Phosphorant Secrets
Sunday, a foolish delusional day creeping in and engulfing the area with her pink flames. But these visions are snared within my delusion and nowhere near a reality. And when I unravel, it's only self-discovery. Am I Sunday? Does the grin of these foul souls conflagarate my mind? First a meander, to stumbling, then a swagger. And the sun excreted pinks tonight, within my mind she was still there. The essense of Sunday, still haunting. Still a lingering ghost taunting. Then the undercurrent hits, the third time in this month. The month is getting darker, she's dying. A birth; September is born. But Sunday still carries on throughout them And now i'm escalating to a point that i'm only painting things in the pinkish outline in what I saw that day, when Sunday took her last breath and gifted Monday. Yet cursed us. How I miss you Sunday, you are my love. The sun screams your name for hours, the feelings get swept away every night to portray the glacial touch of the moon. Oh how you haunt us moon. I scream for Sunday sometimes, Just to see that sun exhale her phosphorant secrets. And I observe the desperate humans snatch a glimpse of her. That beautiful sunset as she respires into the night. She turns evil when I sleep. And does evil things to my mind.

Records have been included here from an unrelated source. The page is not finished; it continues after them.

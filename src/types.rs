// ABOUTME: Core types for the Bedrock model prober: errors, outcomes, catalog records
// ABOUTME: Provides the ModelCatalog and ModelRuntime traits that the prober is written against
//
// SPDX-License-Identifier: MIT OR Apache-2.0
// Copyright (c) 2026 dravr.ai

//! # Core Types
//!
//! Self-contained type definitions shared by the prober, the Bedrock HTTP
//! client and the command-line host. The two service seams (catalog listing
//! and model invocation) are traits so the probing logic can be exercised
//! without network access.

use std::fmt;

use async_trait::async_trait;
use serde::{Deserialize, Serialize};

// ============================================================================
// Error Type
// ============================================================================

/// Error type for run-level prober failures
///
/// Per-candidate invocation failures are never surfaced through this type;
/// they are [`InvokeFailure`]s and get classified into a [`ProbeOutcome`].
#[derive(Debug, Clone)]
pub struct ProbeError {
    /// Error category
    pub kind: ErrorKind,
    /// Human-readable error message
    pub message: String,
}

/// Categories of errors that abort a run
#[derive(Debug, Clone, Copy, PartialEq, Eq)]
pub enum ErrorKind {
    /// Internal error (bug, unexpected state)
    Internal,
    /// The model catalog could not be listed
    CatalogUnavailable,
    /// Missing or unusable AWS credentials
    AuthFailure,
    /// Configuration error
    Config,
}

impl ProbeError {
    /// Create an internal error
    pub fn internal(message: impl Into<String>) -> Self {
        Self {
            kind: ErrorKind::Internal,
            message: message.into(),
        }
    }

    /// Create a catalog-unavailable error
    pub fn catalog_unavailable(message: impl Into<String>) -> Self {
        Self {
            kind: ErrorKind::CatalogUnavailable,
            message: message.into(),
        }
    }

    /// Create an auth failure error
    pub fn auth_failure(message: impl Into<String>) -> Self {
        Self {
            kind: ErrorKind::AuthFailure,
            message: message.into(),
        }
    }

    /// Create a config error
    pub fn config(message: impl Into<String>) -> Self {
        Self {
            kind: ErrorKind::Config,
            message: message.into(),
        }
    }
}

impl fmt::Display for ProbeError {
    fn fmt(&self, f: &mut fmt::Formatter<'_>) -> fmt::Result {
        write!(f, "{:?}: {}", self.kind, self.message)
    }
}

impl std::error::Error for ProbeError {}

// ============================================================================
// Invocation Failures
// ============================================================================

/// Why a single synthetic invocation did not succeed
#[derive(Debug, Clone, PartialEq, Eq)]
pub enum InvokeFailure {
    /// Structured error returned by the service
    Service {
        /// Vendor error code, e.g. `ValidationException`
        code: String,
        /// Human-readable message attached to the error
        message: String,
    },
    /// Anything that never produced a structured error (network, decoding)
    Transport(String),
}

impl InvokeFailure {
    /// Create a structured service failure
    pub fn service(code: impl Into<String>, message: impl Into<String>) -> Self {
        Self::Service {
            code: code.into(),
            message: message.into(),
        }
    }

    /// Create a transport-level failure
    pub fn transport(message: impl Into<String>) -> Self {
        Self::Transport(message.into())
    }
}

impl fmt::Display for InvokeFailure {
    fn fmt(&self, f: &mut fmt::Formatter<'_>) -> fmt::Result {
        match self {
            Self::Service { code, message } => write!(f, "{code}: {message}"),
            Self::Transport(message) => write!(f, "transport: {message}"),
        }
    }
}

// ============================================================================
// Probe Vocabulary
// ============================================================================

/// How much evidence is required before a model id counts as working
#[derive(Debug, Clone, Copy, Default, PartialEq, Eq, Hash, Serialize, Deserialize)]
#[serde(rename_all = "lowercase")]
pub enum Strictness {
    /// Validate through the streaming path and treat ambiguous errors as failures
    #[default]
    Strict,
    /// Validate through the single-shot path and give ambiguous errors the benefit of the doubt
    Lenient,
}

impl fmt::Display for Strictness {
    fn fmt(&self, f: &mut fmt::Formatter<'_>) -> fmt::Result {
        match self {
            Self::Strict => write!(f, "strict"),
            Self::Lenient => write!(f, "lenient"),
        }
    }
}

/// Result of testing one fully-qualified model id
#[derive(Debug, Clone, PartialEq, Eq)]
pub enum ProbeOutcome {
    /// The id is reachable; carries the fully-qualified id
    Working(String),
    /// The id is wrong or unusable
    NotWorking,
}

impl ProbeOutcome {
    /// Consume the outcome and return the working id, if any
    #[must_use]
    pub fn into_working_id(self) -> Option<String> {
        match self {
            Self::Working(id) => Some(id),
            Self::NotWorking => None,
        }
    }
}

/// A record from the foundation model catalog
#[derive(Debug, Clone, PartialEq, Eq, Serialize, Deserialize)]
#[serde(rename_all = "camelCase")]
pub struct ModelSummary {
    /// Raw model identifier
    pub model_id: String,
    /// Vendor display name
    #[serde(default)]
    pub provider_name: Option<String>,
    /// Model display name
    #[serde(default)]
    pub model_name: Option<String>,
    /// Output modalities advertised by the catalog (TEXT, IMAGE, EMBEDDING)
    #[serde(default)]
    pub output_modalities: Vec<String>,
    /// Whether the catalog claims streaming support
    #[serde(default)]
    pub response_streaming_supported: Option<bool>,
}

impl ModelSummary {
    /// Create a summary carrying only a model id
    #[must_use]
    pub fn new(model_id: impl Into<String>) -> Self {
        Self {
            model_id: model_id.into(),
            provider_name: None,
            model_name: None,
            output_modalities: Vec::new(),
            response_streaming_supported: None,
        }
    }
}

// ============================================================================
// Service Traits
// ============================================================================

/// Source of candidate model ids
#[async_trait]
pub trait ModelCatalog: Send + Sync {
    /// List every model the catalog knows about, in catalog order
    async fn list_models(&self) -> Result<Vec<ModelSummary>, ProbeError>;
}

/// Model invocation service used to test candidate ids
#[async_trait]
pub trait ModelRuntime: Send + Sync {
    /// Single-response invocation; `Ok` means the call succeeded
    async fn invoke(&self, model_id: &str, body: &[u8]) -> Result<(), InvokeFailure>;

    /// Streaming invocation
    ///
    /// `Ok` means the stream was established and either yielded its first
    /// event or ended without one.
    async fn invoke_stream(&self, model_id: &str, body: &[u8]) -> Result<(), InvokeFailure>;
}
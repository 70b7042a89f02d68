// ABOUTME: Configuration types for the Bedrock prober and its HTTP client
// ABOUTME: Defines probe options, client endpoints/timeouts, and comma-list parsing
//
// SPDX-License-Identifier: MIT OR Apache-2.0
// Copyright (c) 2026 dravr.ai

use std::time::Duration;

use crate::auth::AwsCredentials;
use crate::types::{ProbeError, Strictness};

/// Default AWS region for catalog and invocation calls
pub const DEFAULT_REGION: &str = "us-west-2";

/// Default timeout for a single HTTP request (60 seconds)
const DEFAULT_TIMEOUT_SECS: u64 = 60;

/// Options controlling a probe run
#[derive(Debug, Clone)]
pub struct ProbeOptions {
    /// Evidence required before an id counts as working
    pub strictness: Strictness,
    /// Catalog ids starting with any of these are dropped before probing
    pub ignore_prefixes: Vec<String>,
    /// Ids placed first in the result without probing or filtering
    pub pinned_first: Vec<String>,
    /// Number of catalog ids probed at once (1 = strictly sequential)
    pub concurrency: usize,
}

impl Default for ProbeOptions {
    fn default() -> Self {
        Self {
            strictness: Strictness::Strict,
            ignore_prefixes: Vec::new(),
            pinned_first: Vec::new(),
            concurrency: 1,
        }
    }
}

impl ProbeOptions {
    /// Create options with defaults (strict, no filtering, sequential)
    #[must_use]
    pub fn new() -> Self {
        Self::default()
    }

    /// Set the strictness
    #[must_use]
    pub const fn with_strictness(mut self, strictness: Strictness) -> Self {
        self.strictness = strictness;
        self
    }

    /// Set the ignore prefixes; blank entries are dropped and the rest trimmed
    #[must_use]
    pub fn with_ignore_prefixes(mut self, prefixes: Vec<String>) -> Self {
        self.ignore_prefixes = normalize_list(prefixes);
        self
    }

    /// Set the pinned ids; blank entries are dropped and the rest trimmed
    #[must_use]
    pub fn with_pinned_first(mut self, ids: Vec<String>) -> Self {
        self.pinned_first = normalize_list(ids);
        self
    }

    /// Set how many catalog ids are probed at once (minimum 1)
    #[must_use]
    pub fn with_concurrency(mut self, concurrency: usize) -> Self {
        self.concurrency = concurrency.max(1);
        self
    }

    /// Whether a catalog id is excluded by the ignore list
    #[must_use]
    pub fn is_ignored(&self, model_id: &str) -> bool {
        self.ignore_prefixes
            .iter()
            .any(|prefix| model_id.starts_with(prefix.as_str()))
    }
}

/// Connection settings for the Bedrock control and runtime endpoints
#[derive(Debug, Clone)]
pub struct ClientConfig {
    /// AWS region
    pub region: String,
    /// Credentials used to sign or authorize requests
    pub credentials: AwsCredentials,
    /// Override for the control-plane endpoint (catalog listing)
    pub control_endpoint: Option<String>,
    /// Override for the runtime endpoint (model invocation)
    pub runtime_endpoint: Option<String>,
    /// Maximum time for a single HTTP request
    pub timeout: Duration,
}

impl ClientConfig {
    /// Create a client configuration for a region
    #[must_use]
    pub fn new(region: impl Into<String>, credentials: AwsCredentials) -> Self {
        Self {
            region: region.into(),
            credentials,
            control_endpoint: None,
            runtime_endpoint: None,
            timeout: Duration::from_secs(DEFAULT_TIMEOUT_SECS),
        }
    }

    /// Point both endpoints at a single base URL (local mocks, VPC endpoints)
    #[must_use]
    pub fn with_endpoint(mut self, base_url: impl Into<String>) -> Self {
        let base_url = base_url.into();
        self.control_endpoint = Some(base_url.clone());
        self.runtime_endpoint = Some(base_url);
        self
    }

    /// Set the request timeout
    #[must_use]
    pub const fn with_timeout(mut self, timeout: Duration) -> Self {
        self.timeout = timeout;
        self
    }

    /// Base URL of the control-plane endpoint
    #[must_use]
    pub fn control_base_url(&self) -> String {
        self.control_endpoint
            .clone()
            .unwrap_or_else(|| format!("https://bedrock.{}.amazonaws.com", self.region))
    }

    /// Base URL of the runtime endpoint
    #[must_use]
    pub fn runtime_base_url(&self) -> String {
        self.runtime_endpoint
            .clone()
            .unwrap_or_else(|| format!("https://bedrock-runtime.{}.amazonaws.com", self.region))
    }
}

/// Parse a comma-separated list, trimming entries and dropping blanks
#[must_use]
pub fn parse_csv_list(input: &str) -> Vec<String> {
    input
        .split(',')
        .map(str::trim)
        .filter(|s| !s.is_empty())
        .map(ToOwned::to_owned)
        .collect()
}

fn normalize_list(items: Vec<String>) -> Vec<String> {
    items
        .into_iter()
        .map(|s| s.trim().to_owned())
        .filter(|s| !s.is_empty())
        .collect()
}

/// Parse a timeout value from a string (in seconds)
///
/// # Errors
///
/// Returns a config error unless the value is a positive whole number.
pub fn parse_timeout(input: &str) -> Result<Duration, ProbeError> {
    let secs = input
        .trim()
        .parse::<u64>()
        .map_err(|e| ProbeError::config(format!("Invalid timeout {input:?}: {e}")))?;
    timeout_from_secs(secs)
}

/// Turn a whole number of seconds into a request timeout
///
/// # Errors
///
/// Returns a config error for zero, which would fail every request at once.
pub fn timeout_from_secs(secs: u64) -> Result<Duration, ProbeError> {
    if secs == 0 {
        return Err(ProbeError::config("Timeout must be at least 1 second"));
    }
    Ok(Duration::from_secs(secs))
}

The discernment is gone. I am stuck in a dazed dream during the night. I cannot hear the birds calling, and her song sing. As the sun waits for her day. Sunday again, three days before, a father had to bury his son during the night. An abhorrent barrage of bullets roar into his flailing body, and the blood percolates from his body, his aunt is begging and pleading the murderer, but to no avail. She kills herself on the night of saturday. Her soul seeps into the depths of the earth, and is held into a collective state where all souls are now kept. And now I shatter it every Sunday, letting the souls dance to the suns radiant smile. And they dance with me until Moon is bestir. A frantic dance. And the sun returns to work after the moon kills us again. She sings again for her day. Sunday.